# Data to Decision

## Nathan Scheperle
## Monday, February 11

Note: students may work in groups on the problem but are responsible for submitting their own answers. Type answers directly in this word document, rename the file with your name, and upload to Sakai Dropbox before noon on Monday. 

## Applying the Threshold Model and Forecasting Future Error Rates

Computer chips that exceed certain size tolerances on the assembly line tend to be defective. You are given size measures for each chip, wirth binary outcomes (defective/not defective). You are given 400 typical cases (drawn at random from a stable production process). 

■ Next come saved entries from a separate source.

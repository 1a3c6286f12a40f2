use crate::error::ParseError;
use crate::low_level::RADIX;
use crate::BigInt;
use std::fmt;

/// Decimal digits, most significant first. Never empty; leading zeros are
/// kept because they carry width during the recursion.
#[derive(PartialEq, Eq, Clone, Hash)]
pub struct DigitSeq {
    digits: Vec<u8>,
}

impl DigitSeq {
    pub fn zero() -> Self {
        DigitSeq { digits: vec![0] }
    }

    pub fn parse(s: &str) -> Result<Self, ParseError> {
        parse_digits(s, 0).map(DigitSeq::from_digits)
    }

    /// Checks raw digit values, most significant first.
    pub fn from_slice(digits: &[u8]) -> Result<Self, ParseError> {
        if digits.is_empty() {
            return Err(ParseError::Empty);
        }
        if let Some(index) = digits.iter().position(|&d| d >= RADIX) {
            return Err(ParseError::DigitOutOfRange {
                index,
                value: digits[index],
            });
        }
        Ok(DigitSeq::from_digits(digits.to_vec()))
    }

    // Callers guarantee a non-empty vector of values in 0..=9.
    pub(crate) fn from_digits(digits: Vec<u8>) -> Self {
        debug_assert!(!digits.is_empty());
        debug_assert!(digits.iter().all(|&d| d < RADIX));
        DigitSeq { digits }
    }

    pub fn as_slice(&self) -> &[u8] {
        &self.digits
    }

    pub fn to_bigint(&self) -> BigInt {
        BigInt::from_digit_seq(&self.digits)
    }
}

impl fmt::Display for DigitSeq {
    fn fmt(&self, f: &mut fmt::Formatter<'_>) -> fmt::Result {
        fmt::Display::fmt(&DigitStr(&self.digits), f)
    }
}

impl fmt::Debug for DigitSeq {
    fn fmt(&self, f: &mut fmt::Formatter<'_>) -> fmt::Result {
        write!(f, "DigitSeq({})", self)
    }
}

/// Displays a most-significant-first digit slice verbatim, leading zeros
/// included. Only built over digits the crate has already validated.
pub(crate) struct DigitStr<'a>(pub(crate) &'a [u8]);

impl fmt::Display for DigitStr<'_> {
    fn fmt(&self, f: &mut fmt::Formatter<'_>) -> fmt::Result {
        let s: String = self.0.iter().map(|&d| char::from(b'0' + d)).collect();
        f.pad(&s)
    }
}

/// Parses ASCII digits. `offset` is added to reported error positions so
/// callers that strip a sign prefix still point into their own input.
pub(crate) fn parse_digits(s: &str, offset: usize) -> Result<Vec<u8>, ParseError> {
    if s.is_empty() {
        return Err(ParseError::Empty);
    }
    s.char_indices()
        .map(|(index, c)| match c.to_digit(10) {
            Some(d) => Ok(d as u8),
            None => Err(ParseError::InvalidDigit {
                index: index + offset,
                found: c,
            }),
        })
        .collect()
}

/// Left-pads `digits` with zeros up to `width`.
pub fn pad_to(digits: &[u8], width: usize) -> Vec<u8> {
    let mut out = vec![0; width.saturating_sub(digits.len())];
    out.extend_from_slice(digits);
    out
}

/// Numeric sum of two digit slices, without redundant leading zeros.
pub fn add_digit_seqs(a: &[u8], b: &[u8]) -> DigitSeq {
    let width = std::cmp::max(a.len(), b.len()) + 1;
    let mut sum = vec![0; width];
    let mut carry = 0;
    // Walk both inputs from the least significant end.
    let mut a_iter = a.iter().rev();
    let mut b_iter = b.iter().rev();
    for out in sum.iter_mut().rev() {
        let a_digit = a_iter.next().copied().unwrap_or(0);
        let b_digit = b_iter.next().copied().unwrap_or(0);
        let total = a_digit + b_digit + carry;
        *out = total % RADIX;
        carry = total / RADIX;
    }
    let first_nonzero = sum.iter().position(|&d| d != 0).unwrap_or(width - 1);
    sum.drain(..first_nonzero);
    DigitSeq::from_digits(sum)
}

The cost per FP classification is estimated at $\$50-100$ and the cost per FN classification is $\$150-300$.  

In [1]:
class Threshold():
    """ Implementation of the Threshold Model in Python"""
    
    def __init__(self, fn_cost, fp_cost):
        self.fn_cost = fn_cost
        self.fp_cost = fp_cost
        pass
    
    def fit(self, x, y):
        df = pd.concat([x, y], axis=1)
        df.columns = ['x', 'y']
        pos = len(df[df['y']])
        neg = len(df) - pos
        df = df.sort_values(by='x', ascending=False)
        if df.iloc[0, df.columns.get_loc('y')]:
            df['FP'] = 0
            df['FN'] = pos - 1
            df['TP'] = 1
            df['TN'] = neg
        else:
            df['FP'] = 1
            df['FN'] = pos
            df['TP'] = 0
            df['TN'] = neg  - 1
        for i in range(1,len(df)):
            if df.iloc[i,df.columns.get_loc('y')]:
                df.iloc[i, df.columns.get_loc('FN')] = df.iloc[i-1, df.columns.get_loc('FN')] - 1
                df.iloc[i, df.columns.get_loc('TP')] = df.iloc[i-1, df.columns.get_loc('TP')] + 1

                df.iloc[i, df.columns.get_loc('TN')] = df.iloc[i-1, df.columns.get_loc('TN')]
                df.iloc[i, df.columns.get_loc('FP')] = df.iloc[i-1, df.columns.get_loc('FP')]
            else:
                df.iloc[i, df.columns.get_loc('TN')] = df.iloc[i-1, df.columns.get_loc('TN')] - 1
                df.iloc[i, df.columns.get_loc('FP')] = df.iloc[i-1, df.columns.get_loc('FP')] + 1

                df.iloc[i, df.columns.get_loc('FN')] = df.iloc[i-1, df.columns.get_loc('FN')]
                df.iloc[i, df.columns.get_loc('TP')] = df.iloc[i-1, df.columns.get_loc('TP')]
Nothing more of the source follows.